佐々木萌那は気まずい雰囲気を感じ取り、積極的にワイングラスを持ち上げ、笑顔で言った。「藤原さん、乾杯しましょう……」

「結構です。私は酒を飲みません」

藤原景裕は手を振り、態度は断固としていた。佐々木萌那は少し気まずそうだったが、諦めなかった。

「大丈夫です、お酒は体に悪いですから」

「そういえば、念美、中学生の頃、あなたはクラスで一番明るい女の子だったわね」

村上念美はその言葉を聞いて心がドキリとした。どうやら善意からの発言ではないようだ。

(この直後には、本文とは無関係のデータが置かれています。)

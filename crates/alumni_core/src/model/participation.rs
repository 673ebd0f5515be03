//! Event participation of students and alumni.
//!
//! # Invariants
//! - Status is one of `Registered`, `Attended`, `Cancelled`.
//! - A registration with a blank status is stored as `Registered`.
//! - Participation ids are scoped per participant kind.

use crate::model::form::{parse_int, parse_selection, require_all, FormResult, ValidationError};
use serde::{Deserialize, Serialize};
use std::fmt::{Display, Formatter};

/// RSVP status of one participation.
#[derive(Debug, Clone, Copy, Default, PartialEq, Eq, Hash, Serialize, Deserialize)]
pub enum RsvpStatus {
    #[default]
    Registered,
    Attended,
    Cancelled,
}

impl RsvpStatus {
    pub const ALL: [RsvpStatus; 3] = [Self::Registered, Self::Attended, Self::Cancelled];

    pub fn as_str(self) -> &'static str {
        match self {
            Self::Registered => "Registered",
            Self::Attended => "Attended",
            Self::Cancelled => "Cancelled",
        }
    }

    /// Case-insensitive parse of a status name.
    pub fn parse(field: &'static str, raw: &str) -> FormResult<Self> {
        let trimmed = raw.trim();
        Self::ALL
            .into_iter()
            .find(|status| status.as_str().eq_ignore_ascii_case(trimmed))
            .ok_or_else(|| ValidationError::InvalidChoice {
                field,
                value: trimmed.to_string(),
            })
    }
}

impl Display for RsvpStatus {
    fn fmt(&self, f: &mut Formatter<'_>) -> std::fmt::Result {
        f.write_str(self.as_str())
    }
}

/// Which participation table a record lives in.
#[derive(Debug, Clone, Copy, PartialEq, Eq, Hash, Serialize, Deserialize)]
#[serde(rename_all = "snake_case")]
pub enum ParticipantKind {
    Student,
    Alumni,
}

impl ParticipantKind {
    pub fn parse(field: &'static str, raw: &str) -> FormResult<Self> {
        match raw.trim().to_ascii_lowercase().as_str() {
            "student" => Ok(Self::Student),
            "alumni" => Ok(Self::Alumni),
            _ => Err(ValidationError::InvalidChoice {
                field,
                value: raw.trim().to_string(),
            }),
        }
    }

    pub fn as_str(self) -> &'static str {
        match self {
            Self::Student => "student",
            Self::Alumni => "alumni",
        }
    }

    pub(crate) fn table(self) -> &'static str {
        match self {
            Self::Student => "EventParticipationStudent",
            Self::Alumni => "EventParticipationAlumni",
        }
    }

    pub(crate) fn participant_column(self) -> &'static str {
        match self {
            Self::Student => "student_id",
            Self::Alumni => "alumni_id",
        }
    }

    fn participant_field(self) -> &'static str {
        match self {
            Self::Student => "Student",
            Self::Alumni => "Alumni",
        }
    }
}

impl Display for ParticipantKind {
    fn fmt(&self, f: &mut Formatter<'_>) -> std::fmt::Result {
        f.write_str(self.as_str())
    }
}

#[derive(Debug, Clone, PartialEq, Eq, Serialize, Deserialize)]
pub struct Participation {
    pub pid: i64,
    pub event_id: i64,
    pub kind: ParticipantKind,
    pub participant_id: i64,
    pub status: RsvpStatus,
}

/// Operator input for the `participation.register_*` operations.
#[derive(Debug, Clone, Default, PartialEq, Eq)]
pub struct ParticipationForm {
    pub pid: String,
    pub event: String,
    pub participant: String,
    pub status: String,
}

impl ParticipationForm {
    pub fn parse(&self, kind: ParticipantKind) -> FormResult<Participation> {
        let participant_field = kind.participant_field();
        require_all(&[
            ("Participation ID", &self.pid),
            ("Event", &self.event),
            (participant_field, &self.participant),
        ])?;
        let status = if self.status.trim().is_empty() {
            RsvpStatus::default()
        } else {
            RsvpStatus::parse("Status", &self.status)?
        };
        Ok(Participation {
            pid: parse_int("Participation ID", &self.pid)?,
            event_id: parse_selection("Event", &self.event)?,
            kind,
            participant_id: parse_selection(participant_field, &self.participant)?,
            status,
        })
    }
}

/// Key of one participation row.
#[derive(Debug, Clone, Copy, PartialEq, Eq)]
pub struct ParticipationKey {
    pub kind: ParticipantKind,
    pub pid: i64,
}

/// Operator input for `participation.delete`.
#[derive(Debug, Clone, Default, PartialEq, Eq)]
pub struct ParticipationKeyForm {
    pub kind: String,
    pub pid: String,
}

impl ParticipationKeyForm {
    pub fn parse(&self) -> FormResult<ParticipationKey> {
        require_all(&[("Participant Type", &self.kind), ("Participation ID", &self.pid)])?;
        Ok(ParticipationKey {
            kind: ParticipantKind::parse("Participant Type", &self.kind)?,
            pid: parse_int("Participation ID", &self.pid)?,
        })
    }
}

/// Operator input for `participation.update_status`.
#[derive(Debug, Clone, Default, PartialEq, Eq)]
pub struct StatusUpdateForm {
    pub kind: String,
    pub pid: String,
    pub status: String,
}

impl StatusUpdateForm {
    pub fn parse(&self) -> FormResult<(ParticipationKey, RsvpStatus)> {
        require_all(&[
            ("Participant Type", &self.kind),
            ("Participation ID", &self.pid),
            ("New Status", &self.status),
        ])?;
        let key = ParticipationKeyForm {
            kind: self.kind.clone(),
            pid: self.pid.clone(),
        }
        .parse()?;
        Ok((key, RsvpStatus::parse("New Status", &self.status)?))
    }
}

#[cfg(test)]
mod tests {
    use super::{ParticipantKind, ParticipationForm, RsvpStatus, StatusUpdateForm};
    use crate::model::form::ValidationError;

    #[test]
    fn blank_status_defaults_to_registered() {
        let form = ParticipationForm {
            pid: "1".to_string(),
            event: "5 - Meetup".to_string(),
            participant: "7 - Sam".to_string(),
            status: String::new(),
        };
        let participation = form.parse(ParticipantKind::Student).expect("valid form");
        assert_eq!(participation.status, RsvpStatus::Registered);
        assert_eq!(participation.participant_id, 7);
        assert_eq!(participation.event_id, 5);
    }

    #[test]
    fn status_parse_is_case_insensitive_and_closed() {
        assert_eq!(
            RsvpStatus::parse("Status", "attended"),
            Ok(RsvpStatus::Attended)
        );
        assert!(matches!(
            RsvpStatus::parse("Status", "Maybe"),
            Err(ValidationError::InvalidChoice { .. })
        ));
    }

    #[test]
    fn status_update_names_missing_participant_field() {
        let form = StatusUpdateForm {
            kind: "alumni".to_string(),
            pid: "2".to_string(),
            status: String::new(),
        };
        assert_eq!(
            form.parse(),
            Err(ValidationError::Required {
                field: "New Status"
            })
        );
    }

    #[test]
    fn participant_kind_selects_table() {
        assert_eq!(ParticipantKind::Student.table(), "EventParticipationStudent");
        assert_eq!(ParticipantKind::Alumni.participant_column(), "alumni_id");
        assert!(ParticipantKind::parse("Participant Type", "staff").is_err());
    }
}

「藤原さん、ご存知ないでしょうが、あの頃、あなたは高校部でとても魅力的で、クラスの多くの女の子があなたに夢中だったんです。あの頃、念美は他の子たちがあなたのことを好きだと騒いでいるのを見て、あなたを自分のものにして、忠実な彼氏に育てると宣言していたんですよ」

村上念美:「……」

まずい。

村上念美はその言葉を聞いて顔色が変わり、無意識に藤原景裕の方を見た。当時、自分は腹立ちまぎれに藤原景裕を追いかけると言ったのだが、実際には男女の関係というのはそういうものだ。行ったり来たりしているうちに……藤原景裕に夢中になってしまった。

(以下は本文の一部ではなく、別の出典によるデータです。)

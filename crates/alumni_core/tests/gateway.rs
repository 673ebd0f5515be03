use alumni_core::db::grants::install_store_grants;
use alumni_core::db::open_db_in_memory;
use alumni_core::db::routines::Procedure;
use alumni_core::{CellValue, Execution, GatewayError, Mode, QueryGateway, ReadOutcome, Role};
use rusqlite::types::Value;

fn seed(gateway: &QueryGateway<'_>) {
    gateway
        .write(
            "INSERT INTO Department (dept_id, name, hod) VALUES (?1, ?2, ?3);",
            &[
                Value::Integer(1),
                Value::Text("CS".to_string()),
                Value::Text("Dr. Rao".to_string()),
            ],
        )
        .unwrap();
    gateway
        .write(
            "INSERT INTO Alumni (alumni_id, name, email, graduation_year, dept_id)
             VALUES (100, 'Jane', 'j@x.com', 2020, 1);",
            &[],
        )
        .unwrap();
}

#[test]
fn read_distinguishes_rows_from_empty() {
    let conn = open_db_in_memory().unwrap();
    let gateway = QueryGateway::new(&conn);

    let empty = gateway
        .read("SELECT dept_id, name FROM Department ORDER BY dept_id;", &[])
        .unwrap();
    assert_eq!(
        empty,
        ReadOutcome::Empty {
            columns: vec!["dept_id".to_string(), "name".to_string()],
        }
    );

    seed(&gateway);
    let rows = gateway
        .read("SELECT dept_id, name FROM Department ORDER BY dept_id;", &[])
        .unwrap();
    assert!(!rows.is_empty());
    assert_eq!(
        rows.rows(),
        &[vec![CellValue::Integer(1), CellValue::Text("CS".to_string())]]
    );
}

#[test]
fn write_reports_affected_rows_and_commits() {
    let conn = open_db_in_memory().unwrap();
    let gateway = QueryGateway::new(&conn);
    seed(&gateway);

    let execution = gateway
        .execute(
            "UPDATE Alumni SET company = ?1 WHERE alumni_id = ?2;",
            &[Value::Text("Acme".to_string()), Value::Integer(100)],
            Mode::Write,
        )
        .unwrap();
    match execution {
        Execution::Write(outcome) => assert_eq!(outcome.affected_rows, 1),
        other => panic!("unexpected execution: {other:?}"),
    }

    let company: String = conn
        .query_row("SELECT company FROM Alumni WHERE alumni_id = 100;", [], |row| {
            row.get(0)
        })
        .unwrap();
    assert_eq!(company, "Acme");
}

#[test]
fn failed_write_is_a_generic_store_error_and_leaves_data_untouched() {
    let conn = open_db_in_memory().unwrap();
    let gateway = QueryGateway::new(&conn);
    seed(&gateway);

    let err = gateway
        .write(
            "INSERT INTO Department (dept_id, name, hod) VALUES (1, 'Dup', 'X');",
            &[],
        )
        .unwrap_err();
    assert!(matches!(err, GatewayError::Store(_)));
    assert!(err.to_string().contains("UNIQUE"));

    let count: i64 = conn
        .query_row("SELECT COUNT(*) FROM Department;", [], |row| row.get(0))
        .unwrap();
    assert_eq!(count, 1);
}

#[test]
fn store_grants_surface_as_permission_denied() {
    let conn = open_db_in_memory().unwrap();
    seed(&QueryGateway::new(&conn));
    install_store_grants(&conn, Role::Student);
    let gateway = QueryGateway::new(&conn);

    let err = gateway
        .write("DELETE FROM Alumni WHERE alumni_id = 100;", &[])
        .unwrap_err();
    assert!(err.is_permission_denied(), "{err}");

    let still_there = gateway
        .read("SELECT name FROM Alumni WHERE alumni_id = 100;", &[])
        .unwrap();
    assert_eq!(still_there.len(), 1);
}

#[test]
fn procedures_return_first_result_set_or_write_outcome() {
    let conn = open_db_in_memory().unwrap();
    let gateway = QueryGateway::new(&conn);
    seed(&gateway);

    let update = gateway
        .call_procedure(
            Procedure::UpdateAlumniContact,
            &[
                Value::Integer(100),
                Value::Text(String::new()),
                Value::Text("555-0100".to_string()),
            ],
        )
        .unwrap();
    assert_eq!(
        update,
        Execution::Write(alumni_core::WriteOutcome { affected_rows: 1 })
    );

    let (email, phone): (String, String) = conn
        .query_row(
            "SELECT email, phone_number FROM Alumni WHERE alumni_id = 100;",
            [],
            |row| Ok((row.get(0)?, row.get(1)?)),
        )
        .unwrap();
    assert_eq!(email, "j@x.com");
    assert_eq!(phone, "555-0100");

    let listing = gateway
        .call_procedure(Procedure::ListMentorshipsByAlumni, &[Value::Integer(100)])
        .unwrap();
    assert!(matches!(listing, Execution::Read(ReadOutcome::Empty { .. })));
}

#[test]
fn procedure_arity_is_checked_before_execution() {
    let conn = open_db_in_memory().unwrap();
    let gateway = QueryGateway::new(&conn);

    let err = gateway
        .call_procedure(Procedure::UpdateAlumniContact, &[Value::Integer(1)])
        .unwrap_err();
    assert!(matches!(err, GatewayError::Store(_)));
}

#[test]
fn typed_procedure_calls_reject_the_other_mode_without_executing() {
    let conn = open_db_in_memory().unwrap();
    let gateway = QueryGateway::new(&conn);
    seed(&gateway);

    let err = gateway
        .call_read_procedure(
            Procedure::UpdateAlumniContact,
            &[
                Value::Integer(100),
                Value::Text("changed@x.com".to_string()),
                Value::Text(String::new()),
            ],
        )
        .unwrap_err();
    assert!(matches!(
        err,
        GatewayError::ProcedureMode {
            expected: Mode::Read,
            ..
        }
    ));
    let email: String = conn
        .query_row("SELECT email FROM Alumni WHERE alumni_id = 100;", [], |row| {
            row.get(0)
        })
        .unwrap();
    assert_eq!(email, "j@x.com");

    let err = gateway
        .call_write_procedure(Procedure::ListMentorshipsByAlumni, &[Value::Integer(100)])
        .unwrap_err();
    assert!(matches!(
        err,
        GatewayError::ProcedureMode {
            expected: Mode::Write,
            ..
        }
    ));

    let roster = gateway
        .call_read_procedure(Procedure::ListMentorshipsByAlumni, &[Value::Integer(100)])
        .unwrap();
    assert!(roster.is_empty());
    assert!(roster.columns().contains(&"student_name".to_string()));
}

しかし藤原景裕はいつも誇り高く、もし自分が最初は賭けや遊びのつもりで彼を追いかけたことを知ったら。

村上念美は藤原景裕が激怒するかもしれないことを想像するのも恐ろしかった。

個室全体が佐々木萌那の言葉によって奇妙な静けさに包まれ、まるで針が落ちる音さえ聞こえるようだった。

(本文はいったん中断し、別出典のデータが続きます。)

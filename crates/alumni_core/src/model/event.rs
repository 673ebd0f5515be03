//! Event records.

use crate::model::form::{
    optional, parse_date, parse_int, parse_optional_date, require_all, required, FormResult,
    ValidationError,
};
use chrono::NaiveDate;
use serde::{Deserialize, Serialize};

#[derive(Debug, Clone, PartialEq, Eq, Serialize, Deserialize)]
pub struct Event {
    pub event_id: i64,
    pub name: String,
    pub description: Option<String>,
    pub location: String,
    pub date: NaiveDate,
}

/// Operator input for `event.add`.
#[derive(Debug, Clone, Default, PartialEq, Eq)]
pub struct EventForm {
    pub event_id: String,
    pub name: String,
    pub description: String,
    pub location: String,
    pub date: String,
}

impl EventForm {
    pub fn parse(&self) -> FormResult<Event> {
        require_all(&[
            ("Event ID", &self.event_id),
            ("Name", &self.name),
            ("Location", &self.location),
            ("Date", &self.date),
        ])?;
        Ok(Event {
            event_id: parse_int("Event ID", &self.event_id)?,
            name: required("Name", &self.name)?,
            description: optional(&self.description),
            location: required("Location", &self.location)?,
            date: parse_date("Date", &self.date)?,
        })
    }
}

/// Parsed `event.update`; at least one field is set.
#[derive(Debug, Clone, PartialEq, Eq)]
pub struct EventUpdate {
    pub event_id: i64,
    pub description: Option<String>,
    pub location: Option<String>,
    pub date: Option<NaiveDate>,
}

/// Operator input for `event.update`; blank fields keep their value.
#[derive(Debug, Clone, Default, PartialEq, Eq)]
pub struct EventUpdateForm {
    pub event_id: String,
    pub description: String,
    pub location: String,
    pub date: String,
}

impl EventUpdateForm {
    pub fn parse(&self) -> FormResult<EventUpdate> {
        let event_id = parse_int("Event ID", &self.event_id)?;
        let update = EventUpdate {
            event_id,
            description: optional(&self.description),
            location: optional(&self.location),
            date: parse_optional_date("New Date", &self.date)?,
        };
        if update.description.is_none() && update.location.is_none() && update.date.is_none() {
            return Err(ValidationError::NoUpdateField {
                fields: &["New Description", "New Location", "New Date"],
            });
        }
        Ok(update)
    }
}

村上念美は表情の読めない端正な顔の藤原景裕を見つめ、ゆっくりと口を開いた。「佐々木萌那、あなたも言ったでしょう、それは中学生の頃の話よ。あの頃は若くて、多くのことは真剣に受け止められないわ。それに、私はあなたと昔話をするほど親しい関係だとは思っていないわ」

「私はただ藤原さんがここにいらっしゃるのを見て、当時の当事者として、藤原さんと少しお話ししただけよ」

佐々木萌那は無邪気で甘えた様子を装い、その後口を覆って驚いたふりをして藤原景裕を見た。「あら、藤原さん、もしかしてこのことをまだご存知なかったのですか?」

藤原景裕の黒い瞳に鋭い光が走り、薄い唇を引き締め、冷たく言った。

「出て行け……」

佐々木萌那は顔色を変え、無意識に村上念美の方を見た。もしかして藤原景裕は真実を知って村上念美に出て行けと言ったのだろうか?

佐々木文彦は内心喜んだ。どうやら佐々木萌那と藤原景裕には可能性があるかもしれない。

もし藤原景裕という大物と縁を結べれば、これからの佐々木家は順風満帆になるだろう。